### Task to carry out
In the entries below, find the lines that contain the word "logging" and copy them.
*** Supplied records ***
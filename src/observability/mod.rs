//! Observability subsystem.
//!
//! # Data Flow
//! ```text
//! All subsystems produce:
//!     → logging.rs (structured log events)
//!     → metrics.rs (counters, histograms)
//!
//! Consumers:
//!     → Log aggregation (stdout)
//!     → Metrics endpoint (Prometheus scrape)
//! ```
//!
//! # Design Decisions
//! - Request ID flows through every request span
//! - Metrics are cheap and disabled unless configured

pub mod logging;
pub mod metrics;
***
### Result below
//!     → logging.rs (structured log events)
pub mod logging;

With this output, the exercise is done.